Meet your commissioner

Baraga County Board to hold regular office hours for residents

Garrett Neese/Daily Mining Gazette The Baraga County Board adopted Chair Gale Eilola’s suggestion that commissioners hold regularly scheduled office hours with constituents from 2 to 4 p.m. before the board’s monthly meetings.

L’ANSE — Baraga County residents will have another way to get in touch with their county representatives.

The County Board of Commissioners voted Monday to institute monthly meeting hours with residents before the regular board meeting.

“I think it’s important,” said Board Chair Gale Eilola, who suggested the idea. “There’s a lot of people that don’t like to come to meetings to state a problem or case.” 

Commissioners will be available to meet with constituents from 2 to 4 p.m. at the county administration building on a rotating basis. Eilola will be the first.

A maximum of two commissioners can attend each meeting to comply with the Open Meetings Act.

In other action, the board:

• Voted 5-0 to approve the Western Upper Peninsula Health Department’s Environmental Health Code. 

The health code for the six-county area primarily covers septic and well systems.  

The code will replace one that has been in effect since 1997. WUPHD Environmental Health Director Tanya Rule said the “less stringent, more science-based” code will offer more flexibility for property owners.
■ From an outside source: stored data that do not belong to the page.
//! Uninstall sequencing: unstow when needed, delete, prune.

use anyhow::Result;
use log::debug;
use std::path::PathBuf;

use crate::error::Error;
use crate::package::{PackageName, VersionName};
use crate::runtime::Runtime;
use crate::stow::Linker;

use super::stow::StowAction;

#[derive(Debug, Clone, Copy, Default)]
pub struct UninstallOptions {
    /// Skip the interactive confirmation.
    pub assume_yes: bool,
    /// Word the prompt as a reinstall; set by the install path when it
    /// clears an existing version.
    pub reinstall: bool,
}

pub struct UninstallAction<'a, R: Runtime, L: Linker> {
    runtime: &'a R,
    stow: StowAction<'a, R, L>,
}

impl<'a, R: Runtime, L: Linker> UninstallAction<'a, R, L> {
    pub fn new(runtime: &'a R, linker: &'a L, root: impl Into<PathBuf>) -> Self {
        Self {
            runtime,
            stow: StowAction::new(runtime, linker, root),
        }
    }

    pub fn uninstall(
        &self,
        package: &PackageName,
        version: Option<&VersionName>,
        opts: UninstallOptions,
    ) -> Result<()> {
        match version {
            Some(version) => self.uninstall_version(package, version, opts),
            None => self.uninstall_package(package, opts),
        }
    }

    /// Remove one version. If it is the currently linked one it is unstowed
    /// first; other versions and their links are never touched. An emptied
    /// package directory is pruned.
    pub fn uninstall_version(
        &self,
        package: &PackageName,
        version: &VersionName,
        opts: UninstallOptions,
    ) -> Result<()> {
        let repo = self.stow.package_repo();
        // Existence is checked before any prompt is shown
        if !repo.version_exists(package, version) {
            return Err(Error::NotInstalled {
                package: package.to_string(),
                version: version.to_string(),
            }
            .into());
        }

        self.confirm_or_abort(&opts, &format!("{}/{}", package, version))?;

        if repo.current_version(package)?.as_deref() == Some(version.as_str()) {
            self.stow.unstow(package, false)?;
        }
        repo.remove_version_dir(package, version)?;
        if repo.prune_if_empty(package)? {
            debug!("removed empty package directory of '{}'", package);
        }
        Ok(())
    }

    /// Remove a package with all its versions. The versions about to be
    /// destroyed are listed before the confirmation.
    pub fn uninstall_package(&self, package: &PackageName, opts: UninstallOptions) -> Result<()> {
        let repo = self.stow.package_repo();
        if !repo.package_exists(package) {
            return Err(Error::NoSuchPackage(package.to_string()).into());
        }

        if confirmation_required(opts.assume_yes) {
            println!("Versions of '{}' to be removed:", package);
            for version in repo.versions(package)? {
                println!("  {}", version);
            }
        }
        self.confirm_or_abort(&opts, package.as_str())?;

        self.stow.unstow(package, false)?;
        repo.remove_package_dir(package)
    }

    fn confirm_or_abort(&self, opts: &UninstallOptions, target: &str) -> Result<()> {
        if !confirmation_required(opts.assume_yes) {
            return Ok(());
        }
        if self.runtime.confirm(&removal_prompt(opts.reinstall, target))? {
            Ok(())
        } else {
            Err(Error::Declined.into())
        }
    }
}

/// Pure prompt policy, kept apart from the blocking read.
pub(crate) fn confirmation_required(assume_yes: bool) -> bool {
    !assume_yes
}

fn removal_prompt(reinstall: bool, target: &str) -> String {
    let verb = if reinstall { "Reinstall" } else { "Uninstall" };
    format!("{} '{}'?", verb, target)
}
Commercial properties with less than 1,000 gallons per day will now fall under the WUPHD code, rather than the stricter state code, Rule said. 

“We do have a lot of pending developments that are waiting for our code to get adopted so that they can get their systems permitted and start their projects,” she said. 

Minimum septic tank sides have also been reduced for smaller buildings. Previously, even one-room cabins were required to have a septic tank sized for a two-bedroom residential home, Rule said. 

The new code also allows the WUPHD to evaluate systems based on the requirements in effect when they were installed. While people are not required to get a property inspected before buying it, some banks will require it, Rule said. 

Under the older environmental code, if the WUPHD is continuing a continued-use approval, it has to apply the requirements that would be in place for a structure built today.

“We have a lot of older mining communities, so we have a lot of historic infrastructure that’s still functioning, still adequate, but it probably doesn’t meet the very strict standard of the current code,” Rule said. 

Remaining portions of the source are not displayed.